▸ TASK PROMPT
Output only the lines of the entries that follow, starting at the one with "pub(crate) fn record<V>(&mut" and running down to the one with "Tearing the root", both included and unchanged.
━━━━━ EXERCISE MATERIAL
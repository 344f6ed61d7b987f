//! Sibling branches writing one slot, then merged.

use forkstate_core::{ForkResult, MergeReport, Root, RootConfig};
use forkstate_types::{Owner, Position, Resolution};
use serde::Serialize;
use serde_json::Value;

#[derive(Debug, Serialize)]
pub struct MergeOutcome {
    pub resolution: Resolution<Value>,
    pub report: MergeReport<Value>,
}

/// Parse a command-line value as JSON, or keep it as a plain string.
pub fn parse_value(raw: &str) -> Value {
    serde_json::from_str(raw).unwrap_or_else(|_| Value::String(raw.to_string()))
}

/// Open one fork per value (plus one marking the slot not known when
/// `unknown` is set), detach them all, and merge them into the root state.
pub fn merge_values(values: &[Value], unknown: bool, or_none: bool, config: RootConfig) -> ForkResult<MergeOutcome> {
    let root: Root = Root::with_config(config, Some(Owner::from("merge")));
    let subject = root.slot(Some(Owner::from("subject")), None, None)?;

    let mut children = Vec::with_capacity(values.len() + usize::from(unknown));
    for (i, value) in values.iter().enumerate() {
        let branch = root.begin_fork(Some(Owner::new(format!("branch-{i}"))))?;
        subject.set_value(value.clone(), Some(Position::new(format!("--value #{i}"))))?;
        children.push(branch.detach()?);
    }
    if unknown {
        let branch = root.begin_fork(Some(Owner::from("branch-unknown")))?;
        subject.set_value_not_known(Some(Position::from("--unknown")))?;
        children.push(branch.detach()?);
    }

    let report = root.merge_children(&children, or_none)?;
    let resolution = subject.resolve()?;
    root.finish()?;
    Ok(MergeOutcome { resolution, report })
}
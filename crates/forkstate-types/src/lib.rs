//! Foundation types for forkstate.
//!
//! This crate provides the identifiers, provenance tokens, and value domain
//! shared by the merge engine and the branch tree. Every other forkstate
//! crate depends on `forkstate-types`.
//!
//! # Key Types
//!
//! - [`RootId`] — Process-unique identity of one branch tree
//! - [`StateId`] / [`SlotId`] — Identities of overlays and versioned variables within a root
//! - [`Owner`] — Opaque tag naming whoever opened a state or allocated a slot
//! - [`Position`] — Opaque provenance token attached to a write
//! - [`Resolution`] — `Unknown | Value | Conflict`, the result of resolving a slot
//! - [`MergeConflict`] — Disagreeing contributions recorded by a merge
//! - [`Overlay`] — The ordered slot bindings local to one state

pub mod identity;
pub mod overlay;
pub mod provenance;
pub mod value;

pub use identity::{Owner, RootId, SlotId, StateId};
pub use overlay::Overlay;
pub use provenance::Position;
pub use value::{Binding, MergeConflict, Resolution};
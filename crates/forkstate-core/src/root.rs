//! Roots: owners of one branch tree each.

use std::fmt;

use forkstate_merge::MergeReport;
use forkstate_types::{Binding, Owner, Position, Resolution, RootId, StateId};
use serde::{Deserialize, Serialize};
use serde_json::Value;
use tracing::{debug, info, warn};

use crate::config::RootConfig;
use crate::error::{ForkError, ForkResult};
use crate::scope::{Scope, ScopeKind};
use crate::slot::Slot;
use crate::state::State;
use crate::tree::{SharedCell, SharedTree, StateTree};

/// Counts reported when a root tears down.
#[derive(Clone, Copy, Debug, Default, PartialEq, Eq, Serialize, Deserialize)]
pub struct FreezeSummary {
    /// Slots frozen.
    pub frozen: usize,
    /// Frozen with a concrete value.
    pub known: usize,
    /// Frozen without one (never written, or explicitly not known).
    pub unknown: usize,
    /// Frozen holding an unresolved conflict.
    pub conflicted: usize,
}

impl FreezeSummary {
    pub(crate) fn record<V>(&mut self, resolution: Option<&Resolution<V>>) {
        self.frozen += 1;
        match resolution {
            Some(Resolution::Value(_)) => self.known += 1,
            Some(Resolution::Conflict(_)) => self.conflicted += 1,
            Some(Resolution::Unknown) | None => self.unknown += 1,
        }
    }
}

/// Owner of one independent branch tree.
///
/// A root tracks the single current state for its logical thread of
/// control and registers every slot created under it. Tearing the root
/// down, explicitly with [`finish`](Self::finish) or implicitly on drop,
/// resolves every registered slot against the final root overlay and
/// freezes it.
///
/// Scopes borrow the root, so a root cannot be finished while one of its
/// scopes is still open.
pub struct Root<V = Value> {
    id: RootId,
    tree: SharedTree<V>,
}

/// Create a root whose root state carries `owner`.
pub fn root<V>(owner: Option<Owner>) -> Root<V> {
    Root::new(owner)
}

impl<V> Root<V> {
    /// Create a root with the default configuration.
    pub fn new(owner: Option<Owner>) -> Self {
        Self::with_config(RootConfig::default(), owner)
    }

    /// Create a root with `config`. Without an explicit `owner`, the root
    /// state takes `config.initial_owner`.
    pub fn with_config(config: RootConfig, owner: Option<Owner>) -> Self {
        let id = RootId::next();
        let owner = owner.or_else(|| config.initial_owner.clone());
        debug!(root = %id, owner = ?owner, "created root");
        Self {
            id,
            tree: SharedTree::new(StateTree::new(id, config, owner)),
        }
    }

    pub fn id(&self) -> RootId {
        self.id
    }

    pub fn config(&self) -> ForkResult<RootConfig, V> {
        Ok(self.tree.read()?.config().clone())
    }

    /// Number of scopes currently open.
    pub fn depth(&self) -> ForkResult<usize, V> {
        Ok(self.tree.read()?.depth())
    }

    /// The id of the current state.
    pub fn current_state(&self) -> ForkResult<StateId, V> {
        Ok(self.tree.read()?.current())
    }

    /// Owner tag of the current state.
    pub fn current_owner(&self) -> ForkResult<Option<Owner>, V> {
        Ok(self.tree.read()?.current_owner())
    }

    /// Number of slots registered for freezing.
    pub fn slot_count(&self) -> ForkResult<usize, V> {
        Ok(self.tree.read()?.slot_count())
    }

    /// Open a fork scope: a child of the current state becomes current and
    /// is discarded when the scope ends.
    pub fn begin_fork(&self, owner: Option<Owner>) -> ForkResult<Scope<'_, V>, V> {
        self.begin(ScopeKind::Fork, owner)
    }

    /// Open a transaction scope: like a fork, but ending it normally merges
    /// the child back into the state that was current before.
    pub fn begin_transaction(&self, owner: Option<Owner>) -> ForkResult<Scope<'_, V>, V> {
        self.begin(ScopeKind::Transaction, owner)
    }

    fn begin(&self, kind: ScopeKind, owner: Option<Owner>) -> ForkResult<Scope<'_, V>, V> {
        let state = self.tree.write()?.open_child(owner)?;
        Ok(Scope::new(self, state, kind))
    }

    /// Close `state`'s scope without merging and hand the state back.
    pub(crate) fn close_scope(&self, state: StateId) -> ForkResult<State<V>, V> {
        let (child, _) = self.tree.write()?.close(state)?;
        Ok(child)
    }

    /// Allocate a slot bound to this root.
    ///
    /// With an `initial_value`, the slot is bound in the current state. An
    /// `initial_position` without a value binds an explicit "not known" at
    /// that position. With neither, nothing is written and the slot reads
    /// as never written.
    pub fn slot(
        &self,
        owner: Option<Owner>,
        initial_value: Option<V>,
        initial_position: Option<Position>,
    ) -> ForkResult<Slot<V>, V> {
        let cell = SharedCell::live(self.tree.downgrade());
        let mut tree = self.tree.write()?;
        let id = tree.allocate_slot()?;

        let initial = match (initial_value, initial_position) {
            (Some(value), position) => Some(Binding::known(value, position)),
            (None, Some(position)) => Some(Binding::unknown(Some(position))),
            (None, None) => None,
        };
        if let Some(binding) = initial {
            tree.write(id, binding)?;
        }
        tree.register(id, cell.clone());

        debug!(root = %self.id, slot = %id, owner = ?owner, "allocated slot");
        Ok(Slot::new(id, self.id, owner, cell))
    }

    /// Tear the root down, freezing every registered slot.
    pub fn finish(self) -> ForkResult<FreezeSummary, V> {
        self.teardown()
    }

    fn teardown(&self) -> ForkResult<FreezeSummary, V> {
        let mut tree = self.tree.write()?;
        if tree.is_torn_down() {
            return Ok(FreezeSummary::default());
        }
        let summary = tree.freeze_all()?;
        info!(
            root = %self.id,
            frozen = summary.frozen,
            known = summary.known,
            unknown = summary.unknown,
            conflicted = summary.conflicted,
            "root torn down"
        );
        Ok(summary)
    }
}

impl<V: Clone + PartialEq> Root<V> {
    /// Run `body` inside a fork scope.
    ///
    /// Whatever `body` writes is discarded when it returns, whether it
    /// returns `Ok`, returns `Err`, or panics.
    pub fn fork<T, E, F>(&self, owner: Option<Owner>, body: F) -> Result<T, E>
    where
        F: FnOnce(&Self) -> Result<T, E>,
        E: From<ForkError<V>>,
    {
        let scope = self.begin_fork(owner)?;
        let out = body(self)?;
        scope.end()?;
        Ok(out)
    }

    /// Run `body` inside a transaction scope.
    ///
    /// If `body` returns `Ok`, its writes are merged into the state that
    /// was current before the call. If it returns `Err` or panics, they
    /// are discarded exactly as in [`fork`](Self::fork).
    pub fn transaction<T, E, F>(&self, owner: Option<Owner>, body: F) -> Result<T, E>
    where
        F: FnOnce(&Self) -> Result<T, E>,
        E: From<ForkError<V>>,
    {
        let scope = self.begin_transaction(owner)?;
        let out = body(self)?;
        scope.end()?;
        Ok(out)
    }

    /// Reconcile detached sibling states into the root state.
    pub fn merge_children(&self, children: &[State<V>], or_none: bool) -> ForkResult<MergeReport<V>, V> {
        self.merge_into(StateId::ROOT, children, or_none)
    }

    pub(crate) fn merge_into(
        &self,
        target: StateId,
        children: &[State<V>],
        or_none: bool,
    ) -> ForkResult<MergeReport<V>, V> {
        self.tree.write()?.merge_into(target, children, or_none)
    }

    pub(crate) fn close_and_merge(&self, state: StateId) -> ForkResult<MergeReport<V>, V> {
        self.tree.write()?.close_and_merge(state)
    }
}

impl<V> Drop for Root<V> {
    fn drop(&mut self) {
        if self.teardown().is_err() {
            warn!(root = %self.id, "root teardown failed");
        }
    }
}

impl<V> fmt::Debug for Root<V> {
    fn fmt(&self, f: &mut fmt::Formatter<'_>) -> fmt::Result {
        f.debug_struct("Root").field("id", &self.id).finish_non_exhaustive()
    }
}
━━━━━━━━━━
▸ WRITTEN ANSWER
    pub(crate) fn record<V>(&mut self, resolution: Option<&Resolution<V>>) {
        self.frozen += 1;
        match resolution {
            Some(Resolution::Value(_)) => self.known += 1,
            Some(Resolution::Conflict(_)) => self.conflicted += 1,
            Some(Resolution::Unknown) | None => self.unknown += 1,
        }
    }
}

/// Owner of one independent branch tree.
///
/// A root tracks the single current state for its logical thread of
/// control and registers every slot created under it. Tearing the root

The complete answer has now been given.